We became empty nesters last August. Because I feared boredom and purposelessness – as well as the fact my medications cost an astronomical amount and my employment offers better prescription coverage – I decided to go back to work full-time. Additionally, after shelving my career for 20 years to raise kids, I was excited to get back into nursing – especially psychiatric nursing.

At least that’s what I told people.  

Another truth is this: I had a big ‘ole chip on my shoulder. I was hell-bent on proving that I physically had what it takes to work a fulltime job like any other healthy 53 year old.

And I did it. I showed myself and the world I can work full-time. But I am definitely not healthy.

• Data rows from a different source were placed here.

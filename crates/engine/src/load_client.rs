// SPDX-License-Identifier: BUSL-1.1
// Copyright (c) 2026 Alfred Jean LLC

//! One simulated user: a language client driving random operations

use crate::catalog::{execute, issue, OperationCatalog};
use crate::config::{ExecutionMode, LoadTestConfig};
use lspload_adapters::{LanguageClient, LanguageClientError, RequestOutcome};
use lspload_core::{ClientName, Workspace};
use rand::rngs::StdRng;
use rand::{Rng, SeedableRng};
use std::collections::BTreeMap;
use std::path::PathBuf;
use std::sync::Arc;
use std::time::Duration;
use tokio::sync::oneshot;
use tokio::task::JoinSet;

/// Per-client run loop settings
#[derive(Debug, Clone, Default, PartialEq, Eq)]
pub struct RunSettings {
    /// Exclusive upper bound of the pause after each operation
    pub max_delay: Duration,
    pub execution_mode: ExecutionMode,
    /// `None` seeds from the OS
    pub seed: Option<u64>,
}

impl RunSettings {
    /// Settings for the client at `index`
    pub fn from_config(config: &LoadTestConfig, index: usize) -> Self {
        Self {
            max_delay: config.max_delay(),
            execution_mode: config.execution_mode,
            seed: config.client_seed(index),
        }
    }
}

/// What one client did during its run
#[derive(Debug, Clone, PartialEq, Eq)]
pub struct ClientReport {
    pub name: ClientName,
    /// Operations that ran to completion, successfully or not
    pub iterations: u64,
    pub failures: u64,
    /// Completed operations by name
    pub operations: BTreeMap<&'static str, u64>,
    /// The loop ended on the shutdown signal
    pub cancelled: bool,
}

impl ClientReport {
    pub fn new(name: ClientName) -> Self {
        Self {
            name,
            iterations: 0,
            failures: 0,
            operations: BTreeMap::new(),
            cancelled: false,
        }
    }

    fn record(&mut self, operation: &'static str, ok: bool) {
        self.iterations += 1;
        *self.operations.entry(operation).or_default() += 1;
        if !ok {
            self.failures += 1;
        }
    }
}

/// A language client bound to a workspace and its operation catalog
pub struct LoadClient<C> {
    name: ClientName,
    client: C,
    workspace: Arc<Workspace>,
    catalog: OperationCatalog,
    settings: RunSettings,
    rng: StdRng,
}

impl<C: LanguageClient> LoadClient<C> {
    pub fn new(
        name: ClientName,
        client: C,
        workspace: Arc<Workspace>,
        catalog: OperationCatalog,
        settings: RunSettings,
    ) -> Self {
        let rng = match settings.seed {
            Some(seed) => StdRng::seed_from_u64(seed),
            None => StdRng::from_os_rng(),
        };
        Self {
            name,
            client,
            workspace,
            catalog,
            settings,
            rng,
        }
    }

    pub fn name(&self) -> &ClientName {
        &self.name
    }

    pub fn client(&self) -> &C {
        &self.client
    }

    pub fn workspace(&self) -> &Arc<Workspace> {
        &self.workspace
    }

    pub fn catalog(&self) -> &OperationCatalog {
        &self.catalog
    }

    /// Connect the client to the server with the workspace as root
    pub async fn init(&self) -> Result<(), LanguageClientError> {
        self.client.init(self.workspace.root()).await
    }

    /// Issue random operations until `shutdown` fires (or its sender is
    /// dropped), then exit the client.
    ///
    /// Both the operation and the following pause race the shutdown signal,
    /// so an in-flight request is abandoned as soon as it fires.
    ///
    /// In detached mode the catalog's documents stay open for the whole run
    /// and requests overlap freely; they are closed before the exit.
    pub async fn run(mut self, mut shutdown: oneshot::Receiver<()>) -> ClientReport {
        let mut report = ClientReport::new(self.name.clone());
        let mut detached = JoinSet::new();
        let held = match self.settings.execution_mode {
            ExecutionMode::Detached => self.open_resources().await,
            ExecutionMode::Awaited => Vec::new(),
        };
        tracing::info!(
            client = %self.name,
            operations = self.catalog.len(),
            mode = ?self.settings.execution_mode,
            "run loop started"
        );

        loop {
            let Some(operation) = self.catalog.choose(&mut self.rng).cloned() else {
                tracing::warn!(client = %self.name, "no operations to run");
                break;
            };

            match self.settings.execution_mode {
                ExecutionMode::Awaited => {
                    let result = tokio::select! {
                        biased;
                        _ = &mut shutdown => None,
                        result = execute(&self.client, &operation) => Some(result),
                    };
                    let Some(result) = result else {
                        tracing::debug!(client = %self.name, op = operation.name(), "operation cancelled");
                        report.cancelled = true;
                        break;
                    };
                    self.log_outcome(&mut report, operation.name(), result);
                }
                ExecutionMode::Detached => {
                    while let Some(joined) = detached.try_join_next() {
                        self.collect_detached(&mut report, joined);
                    }
                    let client = self.client.clone();
                    detached.spawn(async move {
                        let result = issue(&client, &operation).await;
                        (operation.name(), result)
                    });
                }
            }

            let delay = self.next_delay();
            let cancelled = tokio::select! {
                biased;
                _ = &mut shutdown => true,
                _ = tokio::time::sleep(delay) => false,
            };
            if cancelled {
                report.cancelled = true;
                break;
            }
        }

        detached.abort_all();
        while let Some(joined) = detached.join_next().await {
            self.collect_detached(&mut report, joined);
        }
        for resource in &held {
            if let Err(e) = self.client.close_document(resource).await {
                tracing::debug!(client = %self.name, resource = %resource.display(), error = %e, "close failed");
            }
        }

        self.client.exit().await;
        tracing::info!(
            client = %self.name,
            iterations = report.iterations,
            failures = report.failures,
            "run loop finished"
        );
        report
    }

    /// Run exactly `iterations` operations back to back, then exit the
    /// client. Operations are always awaited here.
    pub async fn run_iterations(mut self, iterations: usize) -> ClientReport {
        let mut report = ClientReport::new(self.name.clone());
        for _ in 0..iterations {
            let Some(operation) = self.catalog.choose(&mut self.rng).cloned() else {
                break;
            };
            let result = execute(&self.client, &operation).await;
            self.log_outcome(&mut report, operation.name(), result);
        }
        self.client.exit().await;
        report
    }

    /// Open every catalog document, returning the ones that opened
    async fn open_resources(&self) -> Vec<PathBuf> {
        let mut held = Vec::new();
        for resource in self.catalog.resources() {
            match self.client.open_document(resource).await {
                Ok(()) => held.push(resource.to_path_buf()),
                Err(e) => {
                    tracing::warn!(client = %self.name, resource = %resource.display(), error = %e, "failed to open document")
                }
            }
        }
        held
    }

    fn next_delay(&mut self) -> Duration {
        let max_ms = self.settings.max_delay.as_millis() as u64;
        if max_ms == 0 {
            return Duration::ZERO;
        }
        Duration::from_millis(self.rng.random_range(0..max_ms))
    }

    fn log_outcome(
        &self,
        report: &mut ClientReport,
        operation: &'static str,
        result: Result<RequestOutcome, LanguageClientError>,
    ) {
        match result {
            Ok(outcome) => {
                tracing::info!(client = %self.name, op = operation, items = outcome.items, "operation completed");
                report.record(operation, true);
            }
            Err(e) => {
                tracing::warn!(client = %self.name, op = operation, error = %e, "operation failed");
                report.record(operation, false);
            }
        }
    }

    fn collect_detached(
        &self,
        report: &mut ClientReport,
        joined: Result<
            (&'static str, Result<RequestOutcome, LanguageClientError>),
            tokio::task::JoinError,
        >,
    ) {
        match joined {
            Ok((operation, result)) => self.log_outcome(report, operation, result),
            Err(e) if e.is_cancelled() => {}
            Err(e) => tracing::error!(client = %self.name, error = %e, "detached operation panicked"),
        }
    }
}

impl<C> std::fmt::Debug for LoadClient<C> {
    fn fmt(&self, f: &mut std::fmt::Formatter<'_>) -> std::fmt::Result {
        f.debug_struct("LoadClient")
            .field("name", &self.name)
            .field("workspace", &self.workspace.root())
            .field("operations", &self.catalog.len())
            .finish()
    }
}

#[cfg(test)]
#[path = "load_client_tests.rs"]
mod tests;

I also proved I was living in denial.

The truth is I have a lung-sucking disease and working full time has nearly been the death of me. I kept the job afloat, but nothing else. For seven months I’ve basically done two things: work and sleep. With zero energy left after a day of work, and every day home spent sleeping, I soon felt the sting of deteriorating relationships. I didn’t Skype my kids as much as I/they wanted to. I didn’t spend near enough time with my mom – our last living parent – and I missed her. I had no energy for lunch dates with friends or volunteering in our neighborhood.

Although my pulmonologist says exercise is essential for protecting the last bit of healthy lung tissue I have left, I’ve had no energy to do that either. On top of all THAT, I’m now probably damned to hell, too, because I only went to church ONCE that whole time of working so much.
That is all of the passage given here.